# Task directions
Please report how many lines in the records below contain the word "KeyError", giving only that number.

Stored items
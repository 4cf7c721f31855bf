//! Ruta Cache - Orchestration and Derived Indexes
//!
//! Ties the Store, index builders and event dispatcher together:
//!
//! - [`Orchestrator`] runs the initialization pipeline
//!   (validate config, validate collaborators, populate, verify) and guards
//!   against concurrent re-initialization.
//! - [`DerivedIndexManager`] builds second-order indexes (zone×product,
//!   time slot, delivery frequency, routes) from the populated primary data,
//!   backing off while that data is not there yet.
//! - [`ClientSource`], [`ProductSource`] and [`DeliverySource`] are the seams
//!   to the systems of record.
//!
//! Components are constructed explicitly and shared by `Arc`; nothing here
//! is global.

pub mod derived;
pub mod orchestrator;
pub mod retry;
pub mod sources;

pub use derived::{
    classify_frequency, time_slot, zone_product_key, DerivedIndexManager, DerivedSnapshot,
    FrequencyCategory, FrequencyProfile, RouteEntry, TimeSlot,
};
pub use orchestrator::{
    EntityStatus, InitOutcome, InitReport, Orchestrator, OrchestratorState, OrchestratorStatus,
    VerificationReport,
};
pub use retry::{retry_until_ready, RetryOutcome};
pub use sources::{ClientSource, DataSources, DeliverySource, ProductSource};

--

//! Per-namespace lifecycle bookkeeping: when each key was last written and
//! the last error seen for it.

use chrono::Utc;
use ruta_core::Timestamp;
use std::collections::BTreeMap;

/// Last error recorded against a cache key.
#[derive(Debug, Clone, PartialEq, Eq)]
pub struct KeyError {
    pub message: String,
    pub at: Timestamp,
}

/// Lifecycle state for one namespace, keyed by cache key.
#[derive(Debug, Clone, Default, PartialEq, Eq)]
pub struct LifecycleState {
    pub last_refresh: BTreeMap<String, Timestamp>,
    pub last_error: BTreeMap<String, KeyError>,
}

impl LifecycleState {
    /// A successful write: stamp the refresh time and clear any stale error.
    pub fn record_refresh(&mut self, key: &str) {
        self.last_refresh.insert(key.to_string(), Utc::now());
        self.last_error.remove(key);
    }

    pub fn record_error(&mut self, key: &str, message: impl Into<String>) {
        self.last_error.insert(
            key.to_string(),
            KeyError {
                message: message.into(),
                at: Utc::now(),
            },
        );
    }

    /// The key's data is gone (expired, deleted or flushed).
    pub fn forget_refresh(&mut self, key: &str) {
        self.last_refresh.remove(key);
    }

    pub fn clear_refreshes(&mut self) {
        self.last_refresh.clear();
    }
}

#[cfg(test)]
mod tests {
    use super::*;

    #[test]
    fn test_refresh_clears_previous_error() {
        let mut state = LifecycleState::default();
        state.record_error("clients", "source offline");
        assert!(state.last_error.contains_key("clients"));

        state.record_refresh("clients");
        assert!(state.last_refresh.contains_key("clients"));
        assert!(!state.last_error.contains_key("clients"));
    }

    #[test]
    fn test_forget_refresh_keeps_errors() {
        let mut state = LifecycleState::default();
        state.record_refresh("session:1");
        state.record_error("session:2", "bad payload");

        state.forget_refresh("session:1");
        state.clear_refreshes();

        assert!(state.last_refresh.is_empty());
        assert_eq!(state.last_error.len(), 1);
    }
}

# Task solution
3